SOGGETTO ALLA PULSIONE, SOGGETTO ALLA PERCEZIONE
Marco La Scala
Il soggetto nel suo divenire dipende dall’articolazione complessiva degli spazi e dei limiti psichici che lo determinano, e che esso determina, e dal funzionamento e dalla selettiva permeabilità delle strutture che ne inquadrano lo sviluppo (La Scala 2012). Con funzione-soggetto, Garella, si riferisce al processo psichico che determina la qualità soggettiva del funzionamento psichico. Essa esprime l’associatività in rete di istanze diverse, nessuna delle quali in posizione esclusiva” (Garella 2014). Se l’analisi cerca innanzitutto di riparare alle impossibilità e alle difettosità di questo processo che sottende l’esprimersi della soggettività, accade però in essa che, inaspettatamente, il soggetto emerga proprio nei luoghi più reconditi, isolati e inaspettati, nei frammenti di esistenza; nella parola che non è stata mai detta o mai è stata intesa: la nominazione che apre la parola a ciò che ne costituisce il suo fondo e permette che essa venga abitata (Fedida 1981); come anche in una piega, in una “scheggia del reale” (Correale 2012) a cui la psiche si è estesa senza saperlo (Freud 1938), esteriorizzandosi.
Se la psiche può essere estesa l’Io in quanto istanza intrapsichica, non può essere per Freud che un essere di frontiera. ( con una funzione conservativa e di controllo sulla permeabilità)

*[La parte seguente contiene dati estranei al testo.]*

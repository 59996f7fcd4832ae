use crate::classify::{is_media, ParsedPath};
use crate::engine::RenameEngine;
use crate::metadata::MetadataReader;
use crate::resolver::TimestampSource;
use anyhow::{Context, Result};
use log::info;
use serde::{Deserialize, Serialize};
use std::fs;
use std::path::{Path, PathBuf};
use walkdir::WalkDir;

#[derive(Debug, Clone, Default)]
pub struct PlanOptions {
    pub input: PathBuf,
    pub recursive: bool,
    pub include_hidden: bool,
}

#[derive(Debug, Clone, Serialize, Deserialize, PartialEq, Eq)]
pub struct RenameCandidate {
    pub original_path: PathBuf,
    pub target_path: PathBuf,
    pub source: Option<TimestampSource>,
    pub changed: bool,
}

#[derive(Debug, Clone, Serialize, Deserialize, Default, PartialEq, Eq)]
pub struct RenameStats {
    pub scanned_files: usize,
    pub media_files: usize,
    pub skipped_unsupported: usize,
    pub skipped_hidden: usize,
    pub planned: usize,
    pub unchanged: usize,
}

#[derive(Debug, Clone, Serialize, Deserialize)]
pub struct RenamePlan {
    pub input_root: PathBuf,
    pub candidates: Vec<RenameCandidate>,
    pub stats: RenameStats,
}

impl RenamePlan {
    pub fn changed(&self) -> impl Iterator<Item = &RenameCandidate> {
        self.candidates.iter().filter(|c| c.changed)
    }
}

pub fn generate_plan<R: MetadataReader>(
    options: &PlanOptions,
    engine: &mut RenameEngine<R>,
) -> Result<RenamePlan> {
    if !options.input.is_dir() {
        anyhow::bail!("入力フォルダが存在しません: {}", options.input.display());
    }

    let mut stats = RenameStats::default();
    let media_files = collect_media_files(
        &options.input,
        options.recursive,
        options.include_hidden,
        &mut stats,
    )?;

    let mut candidates = Vec::with_capacity(media_files.len());
    for path in media_files {
        let outcome = engine.rename(&path);
        let changed = outcome.changed();
        if !changed {
            stats.unchanged += 1;
        }
        stats.planned += 1;
        candidates.push(RenameCandidate {
            original_path: outcome.original_path,
            target_path: outcome.target_path,
            source: outcome.source,
            changed,
        });
    }

    info!(
        "計画作成: {} 件中 {} 件を変更予定",
        stats.planned,
        stats.planned - stats.unchanged
    );

    Ok(RenamePlan {
        input_root: options.input.clone(),
        candidates,
        stats,
    })
}

fn collect_media_files(
    root: &Path,
    recursive: bool,
    include_hidden: bool,
    stats: &mut RenameStats,
) -> Result<Vec<PathBuf>> {
    let mut paths = Vec::new();

    if recursive {
        let walker = WalkDir::new(root)
            .sort_by_file_name()
            .into_iter()
            .filter_entry(|entry| {
                include_hidden
                    || entry.depth() == 0
                    || !entry.file_type().is_dir()
                    || !is_hidden(entry.path())
            });
        for entry in walker {
            let entry =
                entry.with_context(|| format!("フォルダ走査に失敗しました: {}", root.display()))?;
            if entry.file_type().is_file() {
                paths.push(entry.into_path());
            }
        }
    } else {
        for entry in fs::read_dir(root)
            .with_context(|| format!("フォルダを読めませんでした: {}", root.display()))?
        {
            let entry =
                entry.with_context(|| format!("エントリ読み取り失敗: {}", root.display()))?;
            let path = entry.path();
            if path.is_file() {
                paths.push(path);
            }
        }
        paths.sort();
    }

    let mut out = Vec::with_capacity(paths.len());
    for path in paths {
        stats.scanned_files += 1;
        if !include_hidden && is_hidden(&path) {
            stats.skipped_hidden += 1;
            continue;
        }
        match ParsedPath::parse(&path) {
            Some(parsed) if is_media(&parsed) => {
                stats.media_files += 1;
                out.push(path);
            }
            _ => stats.skipped_unsupported += 1,
        }
    }

    Ok(out)
}

fn is_hidden(path: &Path) -> bool {
    path.file_name()
        .map(|name| name.to_string_lossy().starts_with('.'))
        .unwrap_or(false)
}
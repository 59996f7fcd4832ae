mod apply;
mod classify;
mod collision;
mod config;
mod engine;
mod exif_reader;
mod metadata;
mod patterns;
mod planner;
mod resolver;
#[cfg(test)]
mod test_utils;

pub use apply::{
    apply_plan, apply_plan_with_undo_log, undo_from_log, undo_last, ApplyResult, UndoResult,
};
pub use classify::{is_already_canonical, is_image, is_media, is_video, ParsedPath};
pub use collision::DirectoryIndex;
pub use config::{
    app_paths, load_config, load_config_from, save_config, save_config_to, AppConfig, AppPaths,
    MetadataBackend,
};
pub use engine::{EngineOptions, RenameEngine, RenameError, RenameOutcome, DESCRIPTION};
pub use exif_reader::BuiltinExifReader;
pub use metadata::{
    parse_metadata_output, resolve_exiftool_path, ExiftoolReader, MetadataMap, MetadataReader,
    MetadataUnavailable, EXIFTOOL_ENV,
};
pub use planner::{generate_plan, PlanOptions, RenameCandidate, RenamePlan, RenameStats};
pub use resolver::{parse_create_date, ResolvedTimestamp, TimestampResolver, TimestampSource};
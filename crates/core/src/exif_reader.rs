use crate::metadata::{MetadataMap, MetadataReader, MetadataUnavailable};
use exif::{In, Reader, Tag, Value};
use std::fs::File;
use std::io::BufReader;
use std::path::Path;

// names exiftool prints for these tags
const DATE_TAGS: &[(Tag, &str)] = &[
    (Tag::DateTimeDigitized, "CreateDate"),
    (Tag::DateTimeOriginal, "DateTimeOriginal"),
    (Tag::DateTime, "ModifyDate"),
];

/// Date fields only. Containers kamadak-exif cannot read come back as `MetadataUnavailable`.
#[derive(Debug, Clone, Copy, Default)]
pub struct BuiltinExifReader;

impl MetadataReader for BuiltinExifReader {
    fn read_metadata(&self, path: &Path) -> Result<MetadataMap, MetadataUnavailable> {
        let file = File::open(path).map_err(|source| MetadataUnavailable::Open {
            path: path.to_path_buf(),
            source,
        })?;
        let mut buf = BufReader::new(file);
        let exif = Reader::new().read_from_container(&mut buf)?;

        let mut map = MetadataMap::new();
        for (tag, name) in DATE_TAGS {
            let Some(field) = exif.get_field(*tag, In::PRIMARY) else {
                continue;
            };
            if let Some(value) = ascii_date(&field.value) {
                map.insert((*name).to_string(), value);
            }
        }
        Ok(map)
    }
}

fn ascii_date(value: &Value) -> Option<String> {
    let Value::Ascii(parts) = value else {
        return None;
    };
    let raw = parts.first()?;
    let dt = exif::DateTime::from_ascii(raw).ok()?;
    Some(format!(
        "{:04}:{:02}:{:02} {:02}:{:02}:{:02}",
        dt.year, dt.month, dt.day, dt.hour, dt.minute, dt.second
    ))
}
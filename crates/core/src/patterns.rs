use regex::{Match, Regex};
use std::sync::LazyLock;

pub(crate) static CANONICAL_STAMP: LazyLock<Regex> =
    LazyLock::new(|| Regex::new(r"[0-9]{8}_[0-9]{6,}").expect("canonical stamp pattern"));

// 13 digits starting with `15`: roughly 2017-07 to 2020-09.
pub(crate) static EPOCH_MILLIS: LazyLock<Regex> =
    LazyLock::new(|| Regex::new(r"15[0-9]{11}").expect("epoch millis pattern"));

pub(crate) fn find_unique<'h>(pattern: &Regex, haystack: &'h str) -> Option<Match<'h>> {
    let mut matches = pattern.find_iter(haystack);
    let first = matches.next()?;
    if matches.next().is_some() {
        return None;
    }
    Some(first)
}
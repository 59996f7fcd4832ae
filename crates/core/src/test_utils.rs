use crate::metadata::{MetadataMap, MetadataReader, MetadataUnavailable};
use std::cell::Cell;
use std::collections::HashMap;
use std::path::{Path, PathBuf};

/// Paths without an entry fail the way a missing exiftool would.
#[derive(Debug, Default)]
pub struct CannedReader {
    entries: HashMap<PathBuf, MetadataMap>,
    calls: Cell<usize>,
}

impl CannedReader {
    pub fn new() -> Self {
        Self::default()
    }

    pub fn with_create_date(mut self, path: impl Into<PathBuf>, value: &str) -> Self {
        let mut map = MetadataMap::new();
        map.insert("CreateDate".to_string(), value.to_string());
        self.entries.insert(path.into(), map);
        self
    }

    pub fn with_map(mut self, path: impl Into<PathBuf>, map: MetadataMap) -> Self {
        self.entries.insert(path.into(), map);
        self
    }

    pub fn calls(&self) -> usize {
        self.calls.get()
    }
}

impl MetadataReader for CannedReader {
    fn read_metadata(&self, path: &Path) -> Result<MetadataMap, MetadataUnavailable> {
        self.calls.set(self.calls.get() + 1);
        self.entries
            .get(path)
            .cloned()
            .ok_or_else(|| MetadataUnavailable::Spawn {
                tool: "canned".to_string(),
                source: std::io::Error::new(std::io::ErrorKind::NotFound, "no canned entry"),
            })
    }
}
use argon2::{
    password_hash::{PasswordHash, PasswordHasher, PasswordVerifier, SaltString},
    Argon2,
};
use rand::rngs::OsRng;
use tracing::error;

/// Hash a plaintext password with a fresh random salt. The salt lives inside
/// the returned PHC string, so two calls on the same input never match.
pub fn hash_password(plain: &str) -> anyhow::Result<String> {
    let salt = SaltString::generate(&mut OsRng);
    let argon2 = Argon2::default();
    let hash = argon2
        .hash_password(plain.as_bytes(), &salt)
        .map_err(|e| {
            error!(error = %e, "argon2 hash_password error");
            anyhow::anyhow!(e.to_string())
        })?
        .to_string();
    Ok(hash)
}

/// `Ok(false)` means wrong password; `Err` means the stored hash itself is
/// unusable. Callers must not collapse the two into one "denied" path.
pub fn verify_password(plain: &str, hash: &str) -> anyhow::Result<bool> {
    let parsed = PasswordHash::new(hash).map_err(|e| {
        error!(error = %e, "argon2 parse hash error");
        anyhow::anyhow!(e.to_string())
    })?;
    Ok(Argon2::default()
        .verify_password(plain.as_bytes(), &parsed)
        .is_ok())
}
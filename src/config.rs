use serde::Deserialize;

#[derive(Debug, Clone, Deserialize)]
pub struct JwtConfig {
    pub secret: String,
    pub ttl_minutes: i64,
}

#[derive(Debug, Clone, Deserialize)]
pub struct AppConfig {
    pub database_url: String,
    pub jwt: JwtConfig,
}

impl AppConfig {
    pub fn from_env() -> anyhow::Result<Self> {
        let database_url = std::env::var("DATABASE_URL")?;
        let jwt = JwtConfig {
            secret: std::env::var("JWT_SECRET")?,
            // Matches the 8 hour cookie lifetime handed to browsers on login.
            ttl_minutes: std::env::var("JWT_TTL_MINUTES")
                .ok()
                .and_then(|v| v.parse::<i64>().ok())
                .unwrap_or(60 * 8),
        };
        Ok(Self { database_url, jwt })
    }
}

L’Io origina come proiezione della superfice del corpo, oltre ad esserne il rappresentante; inscindibile e indiscernibile per sua origine dal corpo, tanto da individuarlo come Io-corporeo fin dalle sue origini. Da qui muove il pensiero di Anzieu che, attraverso il concetto di l’Io-pelle, propone una prospettiva tramite la quale esplorare l’Io in quanto involucro psichico ( Anzieu 1985) con funzioni specifiche di protezione e filtro e di inscrizione di messaggi, sia verso l’interno, le spinte pulsionali, sia verso l’esterno, la percezione. L’Io pelle esprime un elemento unitario pur nella complessità delle sue componenti: l’involucro sonoro dell’Io, l’involucro tattile, l’involucro o schermo ottico ecc. Questo/questi involucri costituiscono dei luoghi in cui l’identità di percezione indica lo scopo perseguito dal processo primario, tramite l’allucinatorio che mira a ritrovare una percezione identica all’immagine dell’oggetto risultante dall’esperienza di soddisfacimento:“La ricomparsa della percezione è l’appagamento del desiderio, l’investimento pieno della percezione, a partire dall’eccitamento di bisogno, è la via più breve verso l’appagamento del desiderio. … Questa prima attività psichica mira dunque a un’identità di percezione, vale a dire alla ripetizione della percezione che è collegata col soddisfacimento del bisogno” (Freud 1899). L’Io cerca sempre di ri-trovare la stessa cosa, il familiare, il già noto e interviene col diniego radicale o con l’errore percettivo per difendersi dall’estraneità nel momento in cui essa appare o ricompare come presentazione. “Questo è uno dei paradossi dell’Io, essere l’istanza in rapporto con il mondo esterno, ma mantenerne solo la parte assimilabile, e quindi scotomizzare il resto” (Scarfone 2014). E qui già possiamo cogliere i limiti dell’Io rispetto al concetto più ampio di soggetto, soggetto che invece proprio nello scotoma, voluto dall’Io, può trovare un suo nucleo di esistenza.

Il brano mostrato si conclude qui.